There’s the punning on “member states”, a boring Europhrase turned into a reference to the erect penis, and an assertion that our blokes have bigger mickeys than the Europeans. But there’s also an invitation to form in the mind a ridiculous image of the well-endowed Anglo-Saxon trying to fit himself into a tiny continental-size condom.

Or: "Circus performer must walk tightrope in hard hat, says Brussels" (the Times, July 23rd, 2003): "A tightrope-walker says that his career has been placed in jeopardy by legislation originating in Brussels which dictates that he must wear a hard hat to perform."

Or: "EU's plan to liquify corpses and pour them down the drain" (the Express, July 8th, 2010).

Or: "Shake 'n back – EU tells women to hand in worn-out sex toys" (the Sun, February 4th 2004); "Red-faced women will have to hand in their clapped-out sex toys under a new EU law. They must take back old vibrators for recycling before they can buy a new one."

Or "Get netted: we won't play Ena Sharples, fishermen storm at Europrats" (Daily Star, October, 1992), the claim being that the EU was forcing fishermen while working at sea to wear hairnets like that sported by the Coronation Street character.

Or: "Shellfish (especially mussels and oysters) must be given rest breaks and stress-relieving showers during journeys of over 50km" (the Times, January 29th, 1996).

Memorable images

This is a distinctive genre of English fiction – one of the tragedies of Brexit is that it will become redundant. It covers a range of comic forms from seaside postcards (the condoms and sex toys) to Pythonesque gender confusions (the butch fishermen in their hairnets might as well be singing “I’m a lumberjack and I’m okay”) to the deliciously grotesque (those liquefied corpses) to Dadaist surrealism (oysters being given rest breaks).

But each of these vignettes – and hundreds more over the years – has a common quality: memorability. It creates a visual image that lodges in the brain. And it is the accumulation of these images that expresses itself in every vox pop on Brexit from an English market town. These repeated pantomimes have congealed into a history play.

When English people say they are sick of Brussels interference, it is these crazy little yarns that are weighing on their minds.

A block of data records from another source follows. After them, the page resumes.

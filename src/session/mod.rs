// Per-session protocol core: the verification state machine, the runner task
// that drives it, and the transport seams it talks through.

pub mod registry;
pub mod runner;
pub mod state_machine;
pub mod transport;

pub use registry::ActiveSessions;
pub use runner::SessionRunner;
pub use state_machine::VerificationStateMachine;

use std::time::Duration;

use crate::data_structures::AuditEventType;
use crate::protocol::{CloseCode, ServerFeedback};
use crate::scoring::orchestrator::RollingConfidence;
use crate::scoring::{ScoreSample, VerificationOutcome};

/// Lifecycle phase of the state machine. `Success`, `Failed`, `TimedOut` and
/// `Error` are terminal; `Disconnected` ends the connection but leaves the
/// session record untouched so the client may reconnect.
#[derive(Clone, Copy, Debug, PartialEq, Eq)]
pub enum SessionPhase {
    Connected,
    Active(usize),
    Success,
    Failed,
    TimedOut,
    Error,
    Disconnected,
}

impl SessionPhase {
    pub fn is_terminal(&self) -> bool {
        matches!(
            self,
            SessionPhase::Success | SessionPhase::Failed | SessionPhase::TimedOut | SessionPhase::Error
        )
    }
}

/// Typed events consumed by the state machine. Each yields a state transition
/// plus a list of outbound messages and side effects.
#[derive(Clone, Debug)]
pub enum SessionEvent {
    /// A frame was scored against the active challenge.
    SampleScored { sample: ScoreSample, confidence: RollingConfidence },
    /// A frame could not be decoded.
    DecodeFailed { detail: String },
    /// A scoring capability failed or timed out on a frame.
    CapabilityFailed { detail: String },
    /// The client claims the current challenge is done.
    ChallengeClaimed { challenge_id: Option<String>, confidence: RollingConfidence },
    /// The per-challenge timer elapsed for the challenge at `index`.
    ChallengeTimedOut { index: usize },
    /// The overall session deadline elapsed.
    SessionDeadline,
    /// The client sent something that does not parse as a protocol message.
    InvalidMessage { detail: String },
    /// The client went away.
    Disconnected,
}

/// Side effects requested by a state transition, interpreted by the runner
/// in order.
#[derive(Clone, Debug)]
pub enum SessionEffect {
    Send(ServerFeedback),
    ArmChallengeTimer { index: usize, timeout: Duration },
    Audit { event_type: AuditEventType, details: serde_json::Value },
    /// Persist the terminal `VerificationResult` and session record.
    Finalize { outcome: VerificationOutcome },
    /// Issue a credential and deliver VERIFICATION_SUCCESS.
    IssueToken { final_score: f64 },
    Close { code: CloseCode, reason: String },
}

It is hard to think of anything quite like this in history, where perniciously effective propaganda has come in the form of such extravagant daftness.

It used to be claimed that Britain’s destiny was shaped on the playing fields of Eton, but here we have a country in thrall to a different kind of sport, a game of knowingly outrageous mendacity, a decades-long spoofing contest in which journalists – to serve the interests of an elite of super-rich media owners – dared each other to come up with the most outlandishly ingenious fabrication.

And this is also why Brexit has proved so hard to give a rational shape to. If you turn political reality into a Monty Python sketch, it is very hard to take it seriously again, even when you really, really need to.